___ MATERIAL TO PROCESS
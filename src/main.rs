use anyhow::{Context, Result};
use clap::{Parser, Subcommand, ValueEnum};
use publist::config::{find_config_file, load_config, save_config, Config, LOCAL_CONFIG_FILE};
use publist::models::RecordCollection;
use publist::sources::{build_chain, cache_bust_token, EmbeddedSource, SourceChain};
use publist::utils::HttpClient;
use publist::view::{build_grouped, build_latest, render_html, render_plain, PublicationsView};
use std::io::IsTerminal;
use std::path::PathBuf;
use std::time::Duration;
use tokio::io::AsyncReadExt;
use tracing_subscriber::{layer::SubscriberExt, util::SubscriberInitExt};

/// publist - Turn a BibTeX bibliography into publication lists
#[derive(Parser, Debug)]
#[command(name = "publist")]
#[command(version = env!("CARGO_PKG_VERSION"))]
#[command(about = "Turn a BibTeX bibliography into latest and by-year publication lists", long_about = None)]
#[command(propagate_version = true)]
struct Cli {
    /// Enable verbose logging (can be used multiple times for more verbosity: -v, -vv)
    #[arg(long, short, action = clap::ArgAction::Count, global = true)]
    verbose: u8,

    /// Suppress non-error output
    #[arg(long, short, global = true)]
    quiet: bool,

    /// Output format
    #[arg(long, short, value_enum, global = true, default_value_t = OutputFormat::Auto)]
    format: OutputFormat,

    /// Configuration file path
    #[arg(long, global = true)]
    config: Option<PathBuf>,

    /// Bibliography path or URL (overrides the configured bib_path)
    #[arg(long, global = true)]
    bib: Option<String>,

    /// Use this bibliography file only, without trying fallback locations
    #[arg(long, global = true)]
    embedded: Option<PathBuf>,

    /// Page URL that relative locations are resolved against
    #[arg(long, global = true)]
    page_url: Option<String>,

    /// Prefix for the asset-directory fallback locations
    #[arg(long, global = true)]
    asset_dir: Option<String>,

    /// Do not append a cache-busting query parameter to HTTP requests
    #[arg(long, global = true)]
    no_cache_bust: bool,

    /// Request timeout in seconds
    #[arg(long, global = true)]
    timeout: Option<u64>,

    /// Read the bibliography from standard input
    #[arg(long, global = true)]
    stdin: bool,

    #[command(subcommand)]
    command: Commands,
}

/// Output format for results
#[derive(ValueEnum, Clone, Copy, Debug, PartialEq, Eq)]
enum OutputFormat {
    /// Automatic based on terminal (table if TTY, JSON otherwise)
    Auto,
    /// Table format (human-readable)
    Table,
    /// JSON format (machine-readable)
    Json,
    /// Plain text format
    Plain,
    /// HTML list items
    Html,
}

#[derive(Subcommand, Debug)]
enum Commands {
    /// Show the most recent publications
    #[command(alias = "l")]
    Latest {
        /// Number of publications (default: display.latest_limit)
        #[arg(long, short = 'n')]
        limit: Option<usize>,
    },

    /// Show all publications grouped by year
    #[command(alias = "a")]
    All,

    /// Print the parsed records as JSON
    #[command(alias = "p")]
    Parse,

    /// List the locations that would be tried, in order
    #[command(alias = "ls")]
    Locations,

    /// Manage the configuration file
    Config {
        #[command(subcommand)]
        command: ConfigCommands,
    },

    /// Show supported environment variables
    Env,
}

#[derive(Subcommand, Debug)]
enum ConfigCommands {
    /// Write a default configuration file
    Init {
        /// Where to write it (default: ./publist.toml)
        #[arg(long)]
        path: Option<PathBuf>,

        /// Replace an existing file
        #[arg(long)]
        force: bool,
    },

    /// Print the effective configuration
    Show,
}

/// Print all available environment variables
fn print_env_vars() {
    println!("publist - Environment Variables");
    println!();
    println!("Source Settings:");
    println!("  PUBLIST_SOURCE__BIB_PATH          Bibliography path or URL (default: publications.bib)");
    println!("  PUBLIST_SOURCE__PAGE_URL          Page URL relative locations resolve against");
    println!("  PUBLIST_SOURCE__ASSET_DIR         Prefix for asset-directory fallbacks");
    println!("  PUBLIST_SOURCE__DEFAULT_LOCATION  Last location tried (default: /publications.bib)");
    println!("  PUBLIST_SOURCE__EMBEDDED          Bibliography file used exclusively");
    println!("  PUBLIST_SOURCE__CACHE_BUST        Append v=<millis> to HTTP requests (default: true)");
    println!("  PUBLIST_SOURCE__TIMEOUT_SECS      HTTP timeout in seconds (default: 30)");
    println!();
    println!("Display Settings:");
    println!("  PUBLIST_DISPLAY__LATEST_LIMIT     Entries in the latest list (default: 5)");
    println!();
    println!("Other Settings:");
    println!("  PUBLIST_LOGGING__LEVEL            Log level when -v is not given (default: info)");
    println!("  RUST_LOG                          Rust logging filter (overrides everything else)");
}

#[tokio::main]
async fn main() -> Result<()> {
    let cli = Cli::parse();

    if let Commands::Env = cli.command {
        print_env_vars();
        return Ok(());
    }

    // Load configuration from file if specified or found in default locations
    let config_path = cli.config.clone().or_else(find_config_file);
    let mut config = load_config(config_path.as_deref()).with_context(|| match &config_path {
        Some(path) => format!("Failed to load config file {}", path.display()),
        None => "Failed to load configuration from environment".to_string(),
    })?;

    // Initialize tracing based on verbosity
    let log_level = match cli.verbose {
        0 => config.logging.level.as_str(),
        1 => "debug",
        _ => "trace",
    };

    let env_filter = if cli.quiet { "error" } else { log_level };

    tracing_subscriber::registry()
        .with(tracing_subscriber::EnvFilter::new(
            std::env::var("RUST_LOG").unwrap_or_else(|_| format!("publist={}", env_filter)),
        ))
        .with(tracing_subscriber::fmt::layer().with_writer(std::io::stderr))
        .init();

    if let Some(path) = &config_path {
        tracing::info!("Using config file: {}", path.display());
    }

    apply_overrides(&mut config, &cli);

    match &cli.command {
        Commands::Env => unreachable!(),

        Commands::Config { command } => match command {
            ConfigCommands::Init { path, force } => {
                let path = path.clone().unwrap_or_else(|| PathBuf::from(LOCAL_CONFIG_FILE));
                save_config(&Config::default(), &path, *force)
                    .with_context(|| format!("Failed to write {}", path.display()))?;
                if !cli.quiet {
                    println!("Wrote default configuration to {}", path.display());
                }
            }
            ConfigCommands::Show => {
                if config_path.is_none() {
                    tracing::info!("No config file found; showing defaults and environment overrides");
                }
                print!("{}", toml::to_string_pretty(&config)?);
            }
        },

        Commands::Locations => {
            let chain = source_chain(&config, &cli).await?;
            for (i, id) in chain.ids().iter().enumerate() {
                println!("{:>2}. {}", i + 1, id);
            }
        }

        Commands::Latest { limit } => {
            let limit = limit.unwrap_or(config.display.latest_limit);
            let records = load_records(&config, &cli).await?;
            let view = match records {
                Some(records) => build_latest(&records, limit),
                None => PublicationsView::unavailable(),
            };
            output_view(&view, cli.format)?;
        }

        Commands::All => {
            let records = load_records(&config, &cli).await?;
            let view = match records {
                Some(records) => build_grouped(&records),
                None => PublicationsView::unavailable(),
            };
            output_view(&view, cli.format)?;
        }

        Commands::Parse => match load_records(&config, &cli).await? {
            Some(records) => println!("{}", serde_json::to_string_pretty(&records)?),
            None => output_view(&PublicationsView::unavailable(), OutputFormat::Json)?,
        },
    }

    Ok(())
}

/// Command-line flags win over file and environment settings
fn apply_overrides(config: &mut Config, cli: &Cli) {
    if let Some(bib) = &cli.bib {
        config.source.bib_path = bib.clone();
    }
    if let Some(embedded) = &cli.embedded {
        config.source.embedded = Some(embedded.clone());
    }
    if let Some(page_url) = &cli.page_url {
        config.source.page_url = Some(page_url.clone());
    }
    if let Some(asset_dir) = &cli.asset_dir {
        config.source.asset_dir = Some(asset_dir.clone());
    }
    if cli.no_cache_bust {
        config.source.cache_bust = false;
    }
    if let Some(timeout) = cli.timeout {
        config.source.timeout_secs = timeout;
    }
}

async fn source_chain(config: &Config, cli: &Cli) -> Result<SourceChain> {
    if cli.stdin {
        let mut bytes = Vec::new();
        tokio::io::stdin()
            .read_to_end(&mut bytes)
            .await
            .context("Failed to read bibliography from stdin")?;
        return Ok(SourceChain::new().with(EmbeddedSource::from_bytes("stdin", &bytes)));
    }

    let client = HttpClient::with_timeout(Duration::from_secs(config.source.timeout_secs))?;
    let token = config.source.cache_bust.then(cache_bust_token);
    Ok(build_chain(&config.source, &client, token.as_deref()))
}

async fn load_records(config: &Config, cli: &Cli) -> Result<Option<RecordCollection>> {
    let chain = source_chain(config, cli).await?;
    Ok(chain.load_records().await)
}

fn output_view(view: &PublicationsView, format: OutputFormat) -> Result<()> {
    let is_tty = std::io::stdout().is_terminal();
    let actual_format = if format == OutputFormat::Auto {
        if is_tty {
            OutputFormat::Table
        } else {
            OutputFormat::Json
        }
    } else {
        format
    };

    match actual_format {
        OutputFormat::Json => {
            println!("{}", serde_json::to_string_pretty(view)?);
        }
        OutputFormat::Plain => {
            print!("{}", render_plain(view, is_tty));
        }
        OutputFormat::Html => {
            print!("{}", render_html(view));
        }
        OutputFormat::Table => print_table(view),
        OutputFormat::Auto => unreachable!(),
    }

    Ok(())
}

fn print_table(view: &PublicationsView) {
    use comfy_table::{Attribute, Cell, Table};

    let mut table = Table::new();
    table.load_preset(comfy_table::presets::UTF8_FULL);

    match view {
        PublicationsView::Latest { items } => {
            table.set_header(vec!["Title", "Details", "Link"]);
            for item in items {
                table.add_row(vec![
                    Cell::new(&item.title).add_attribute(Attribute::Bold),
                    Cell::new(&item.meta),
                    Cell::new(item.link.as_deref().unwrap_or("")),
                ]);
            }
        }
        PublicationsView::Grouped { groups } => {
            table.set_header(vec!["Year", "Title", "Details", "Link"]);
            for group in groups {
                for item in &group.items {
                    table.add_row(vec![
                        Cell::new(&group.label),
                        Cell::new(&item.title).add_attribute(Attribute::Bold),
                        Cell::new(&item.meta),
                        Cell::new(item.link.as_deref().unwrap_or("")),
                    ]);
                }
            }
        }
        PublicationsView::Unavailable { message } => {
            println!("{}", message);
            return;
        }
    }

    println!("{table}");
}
______
___ MATERIAL TO PROCESS
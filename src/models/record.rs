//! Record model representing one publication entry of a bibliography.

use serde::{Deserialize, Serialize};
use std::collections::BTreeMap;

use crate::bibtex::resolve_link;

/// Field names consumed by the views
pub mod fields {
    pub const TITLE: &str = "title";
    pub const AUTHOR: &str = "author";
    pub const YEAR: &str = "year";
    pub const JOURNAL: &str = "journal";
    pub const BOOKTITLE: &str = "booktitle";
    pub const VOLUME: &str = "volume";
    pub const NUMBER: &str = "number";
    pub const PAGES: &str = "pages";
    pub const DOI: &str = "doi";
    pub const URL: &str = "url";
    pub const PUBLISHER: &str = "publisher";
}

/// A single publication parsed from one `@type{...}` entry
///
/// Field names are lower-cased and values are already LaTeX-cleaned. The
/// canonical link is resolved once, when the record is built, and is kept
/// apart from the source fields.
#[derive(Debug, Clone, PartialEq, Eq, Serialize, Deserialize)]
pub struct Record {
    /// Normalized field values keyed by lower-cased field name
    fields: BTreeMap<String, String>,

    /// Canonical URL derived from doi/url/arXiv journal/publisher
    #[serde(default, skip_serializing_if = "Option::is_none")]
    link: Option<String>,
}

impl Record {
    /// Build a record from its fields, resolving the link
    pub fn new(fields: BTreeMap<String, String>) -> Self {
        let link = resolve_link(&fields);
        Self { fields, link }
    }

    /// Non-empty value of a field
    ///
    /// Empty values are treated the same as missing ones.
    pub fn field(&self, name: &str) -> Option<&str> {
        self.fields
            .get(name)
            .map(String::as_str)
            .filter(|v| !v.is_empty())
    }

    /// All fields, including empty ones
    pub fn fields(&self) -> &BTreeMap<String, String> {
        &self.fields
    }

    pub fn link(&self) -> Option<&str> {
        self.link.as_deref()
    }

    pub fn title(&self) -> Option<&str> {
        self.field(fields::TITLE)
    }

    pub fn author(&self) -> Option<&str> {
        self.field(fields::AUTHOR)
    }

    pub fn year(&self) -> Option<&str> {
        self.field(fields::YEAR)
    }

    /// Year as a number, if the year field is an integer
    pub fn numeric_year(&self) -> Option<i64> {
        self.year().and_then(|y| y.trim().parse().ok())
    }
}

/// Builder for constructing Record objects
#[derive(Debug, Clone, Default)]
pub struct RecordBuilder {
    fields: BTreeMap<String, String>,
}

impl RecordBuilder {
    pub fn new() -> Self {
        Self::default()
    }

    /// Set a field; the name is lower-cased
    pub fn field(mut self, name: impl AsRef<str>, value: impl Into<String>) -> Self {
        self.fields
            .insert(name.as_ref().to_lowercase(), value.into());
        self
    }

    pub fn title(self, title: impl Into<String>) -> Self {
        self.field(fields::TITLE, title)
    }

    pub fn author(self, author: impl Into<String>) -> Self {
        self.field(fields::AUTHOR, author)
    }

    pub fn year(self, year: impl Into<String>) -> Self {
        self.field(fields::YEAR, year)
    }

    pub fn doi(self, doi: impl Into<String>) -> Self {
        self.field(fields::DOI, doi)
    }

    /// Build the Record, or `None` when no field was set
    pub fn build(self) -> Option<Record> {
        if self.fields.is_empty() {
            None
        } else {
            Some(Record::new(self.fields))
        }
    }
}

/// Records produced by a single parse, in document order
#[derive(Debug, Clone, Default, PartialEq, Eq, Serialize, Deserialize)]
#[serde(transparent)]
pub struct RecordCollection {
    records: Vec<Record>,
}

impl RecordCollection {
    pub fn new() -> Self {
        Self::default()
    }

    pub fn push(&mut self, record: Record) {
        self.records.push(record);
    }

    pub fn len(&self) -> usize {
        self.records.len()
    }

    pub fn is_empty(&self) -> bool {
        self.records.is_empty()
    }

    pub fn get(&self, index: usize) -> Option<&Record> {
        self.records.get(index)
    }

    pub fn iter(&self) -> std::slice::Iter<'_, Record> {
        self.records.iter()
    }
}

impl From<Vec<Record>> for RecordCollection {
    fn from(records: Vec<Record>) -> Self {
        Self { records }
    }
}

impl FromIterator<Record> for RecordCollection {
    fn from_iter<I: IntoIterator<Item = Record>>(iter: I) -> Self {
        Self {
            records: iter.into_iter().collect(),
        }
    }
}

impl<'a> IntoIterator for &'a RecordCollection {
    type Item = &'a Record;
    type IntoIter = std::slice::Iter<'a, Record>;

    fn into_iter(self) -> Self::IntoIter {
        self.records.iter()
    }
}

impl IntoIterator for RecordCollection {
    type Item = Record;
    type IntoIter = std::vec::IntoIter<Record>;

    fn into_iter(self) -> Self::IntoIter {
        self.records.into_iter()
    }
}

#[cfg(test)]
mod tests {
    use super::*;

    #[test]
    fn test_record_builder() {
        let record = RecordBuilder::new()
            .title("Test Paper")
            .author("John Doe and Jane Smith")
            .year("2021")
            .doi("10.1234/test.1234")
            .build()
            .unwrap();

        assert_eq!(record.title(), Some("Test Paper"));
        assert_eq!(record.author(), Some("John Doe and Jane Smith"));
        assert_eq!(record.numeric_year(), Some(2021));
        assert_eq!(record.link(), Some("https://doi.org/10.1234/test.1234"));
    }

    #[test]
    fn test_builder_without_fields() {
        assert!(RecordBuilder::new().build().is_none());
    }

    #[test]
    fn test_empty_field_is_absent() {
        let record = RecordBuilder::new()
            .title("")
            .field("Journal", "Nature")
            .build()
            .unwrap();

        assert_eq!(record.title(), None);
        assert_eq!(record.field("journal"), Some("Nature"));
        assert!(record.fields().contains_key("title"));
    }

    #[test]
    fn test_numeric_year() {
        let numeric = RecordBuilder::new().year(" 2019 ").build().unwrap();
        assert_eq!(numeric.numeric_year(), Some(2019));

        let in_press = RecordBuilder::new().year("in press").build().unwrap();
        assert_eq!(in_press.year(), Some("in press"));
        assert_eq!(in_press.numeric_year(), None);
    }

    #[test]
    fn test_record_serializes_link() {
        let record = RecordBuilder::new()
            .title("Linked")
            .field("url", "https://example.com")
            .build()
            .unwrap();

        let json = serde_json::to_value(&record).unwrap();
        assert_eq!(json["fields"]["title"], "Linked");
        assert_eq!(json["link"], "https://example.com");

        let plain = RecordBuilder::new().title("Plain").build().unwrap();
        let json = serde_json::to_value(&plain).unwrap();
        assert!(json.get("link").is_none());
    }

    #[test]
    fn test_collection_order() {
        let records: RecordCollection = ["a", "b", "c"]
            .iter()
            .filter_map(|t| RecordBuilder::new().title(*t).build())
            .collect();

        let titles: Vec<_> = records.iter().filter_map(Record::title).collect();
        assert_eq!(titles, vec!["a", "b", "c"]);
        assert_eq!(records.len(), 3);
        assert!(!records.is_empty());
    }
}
______
___ MATERIAL TO PROCESS
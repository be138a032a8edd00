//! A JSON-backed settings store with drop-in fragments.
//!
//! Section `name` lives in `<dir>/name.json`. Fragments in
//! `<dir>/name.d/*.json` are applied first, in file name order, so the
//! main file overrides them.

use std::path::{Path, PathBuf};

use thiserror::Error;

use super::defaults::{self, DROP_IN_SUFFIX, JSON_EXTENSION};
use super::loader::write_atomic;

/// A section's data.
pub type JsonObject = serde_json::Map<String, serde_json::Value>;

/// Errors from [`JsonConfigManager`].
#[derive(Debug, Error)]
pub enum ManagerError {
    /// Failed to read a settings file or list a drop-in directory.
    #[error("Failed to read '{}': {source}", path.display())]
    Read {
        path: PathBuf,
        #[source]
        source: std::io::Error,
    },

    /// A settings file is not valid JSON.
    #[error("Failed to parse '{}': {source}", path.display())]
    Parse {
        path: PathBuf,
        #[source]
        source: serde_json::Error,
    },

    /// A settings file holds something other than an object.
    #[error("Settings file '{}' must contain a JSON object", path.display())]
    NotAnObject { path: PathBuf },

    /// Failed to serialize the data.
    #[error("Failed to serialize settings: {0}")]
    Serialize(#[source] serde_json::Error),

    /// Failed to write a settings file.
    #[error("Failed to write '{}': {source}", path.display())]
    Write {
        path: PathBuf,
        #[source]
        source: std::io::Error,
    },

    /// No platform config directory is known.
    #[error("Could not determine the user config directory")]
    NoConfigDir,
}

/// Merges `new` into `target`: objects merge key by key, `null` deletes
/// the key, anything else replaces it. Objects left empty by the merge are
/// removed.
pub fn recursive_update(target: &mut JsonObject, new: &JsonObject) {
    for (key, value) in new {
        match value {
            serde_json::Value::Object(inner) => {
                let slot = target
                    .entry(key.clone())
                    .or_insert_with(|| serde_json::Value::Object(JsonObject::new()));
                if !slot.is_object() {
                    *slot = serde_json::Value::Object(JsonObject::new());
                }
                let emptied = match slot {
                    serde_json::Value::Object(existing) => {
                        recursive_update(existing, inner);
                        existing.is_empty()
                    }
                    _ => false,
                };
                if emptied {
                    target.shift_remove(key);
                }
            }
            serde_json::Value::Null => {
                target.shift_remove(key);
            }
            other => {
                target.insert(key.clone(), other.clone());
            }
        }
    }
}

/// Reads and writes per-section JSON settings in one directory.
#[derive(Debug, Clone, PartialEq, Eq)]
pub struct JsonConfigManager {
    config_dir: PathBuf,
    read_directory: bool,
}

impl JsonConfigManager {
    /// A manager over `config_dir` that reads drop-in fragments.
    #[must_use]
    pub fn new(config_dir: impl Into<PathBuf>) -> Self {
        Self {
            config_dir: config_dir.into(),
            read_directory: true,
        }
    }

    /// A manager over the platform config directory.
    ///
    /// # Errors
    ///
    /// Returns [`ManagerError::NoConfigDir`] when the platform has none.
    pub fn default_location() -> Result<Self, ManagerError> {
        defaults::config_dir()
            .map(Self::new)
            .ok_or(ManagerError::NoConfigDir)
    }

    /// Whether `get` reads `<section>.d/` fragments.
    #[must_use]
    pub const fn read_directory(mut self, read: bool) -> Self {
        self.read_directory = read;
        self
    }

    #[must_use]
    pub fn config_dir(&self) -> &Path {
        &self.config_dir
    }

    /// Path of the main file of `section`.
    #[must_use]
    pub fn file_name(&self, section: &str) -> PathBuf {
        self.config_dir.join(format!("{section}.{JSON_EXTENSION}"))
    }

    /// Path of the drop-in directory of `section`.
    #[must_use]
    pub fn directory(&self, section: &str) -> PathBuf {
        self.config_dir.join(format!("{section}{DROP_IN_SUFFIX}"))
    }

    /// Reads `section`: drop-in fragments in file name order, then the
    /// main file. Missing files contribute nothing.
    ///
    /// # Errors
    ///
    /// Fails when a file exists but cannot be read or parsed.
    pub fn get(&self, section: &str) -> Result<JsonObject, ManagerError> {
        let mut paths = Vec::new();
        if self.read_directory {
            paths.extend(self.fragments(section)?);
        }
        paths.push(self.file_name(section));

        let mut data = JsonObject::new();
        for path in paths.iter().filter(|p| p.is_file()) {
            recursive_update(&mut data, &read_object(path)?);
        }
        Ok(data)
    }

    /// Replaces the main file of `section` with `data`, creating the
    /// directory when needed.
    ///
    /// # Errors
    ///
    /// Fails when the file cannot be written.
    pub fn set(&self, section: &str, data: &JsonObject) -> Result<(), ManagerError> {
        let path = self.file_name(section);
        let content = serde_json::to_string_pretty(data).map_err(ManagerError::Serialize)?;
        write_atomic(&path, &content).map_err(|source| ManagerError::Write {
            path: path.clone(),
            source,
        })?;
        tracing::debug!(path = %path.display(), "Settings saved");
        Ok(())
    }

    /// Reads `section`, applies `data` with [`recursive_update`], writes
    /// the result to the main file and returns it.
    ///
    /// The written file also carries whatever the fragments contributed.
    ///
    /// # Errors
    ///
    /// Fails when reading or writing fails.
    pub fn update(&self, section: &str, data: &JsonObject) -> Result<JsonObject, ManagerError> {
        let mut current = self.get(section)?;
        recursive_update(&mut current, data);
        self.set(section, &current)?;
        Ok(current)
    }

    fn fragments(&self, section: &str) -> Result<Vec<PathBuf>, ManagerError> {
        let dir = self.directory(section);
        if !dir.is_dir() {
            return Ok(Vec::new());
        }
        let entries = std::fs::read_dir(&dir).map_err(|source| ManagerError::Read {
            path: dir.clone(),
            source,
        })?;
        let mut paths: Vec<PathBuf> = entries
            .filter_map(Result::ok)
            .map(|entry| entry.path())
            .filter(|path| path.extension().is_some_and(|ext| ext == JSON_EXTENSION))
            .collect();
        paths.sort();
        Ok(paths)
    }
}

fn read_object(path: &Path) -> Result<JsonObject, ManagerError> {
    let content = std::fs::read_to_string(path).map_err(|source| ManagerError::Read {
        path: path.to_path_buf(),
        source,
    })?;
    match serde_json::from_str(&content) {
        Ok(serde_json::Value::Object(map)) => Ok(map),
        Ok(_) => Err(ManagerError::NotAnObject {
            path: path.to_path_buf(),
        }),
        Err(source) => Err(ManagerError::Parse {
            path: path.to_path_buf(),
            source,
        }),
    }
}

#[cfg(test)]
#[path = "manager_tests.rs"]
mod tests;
______
Your answer should be the lines of the records that include the word "Nature".

EXERCISE RESULT:
            .field("Journal", "Nature")
        assert_eq!(record.field("journal"), Some("Nature"));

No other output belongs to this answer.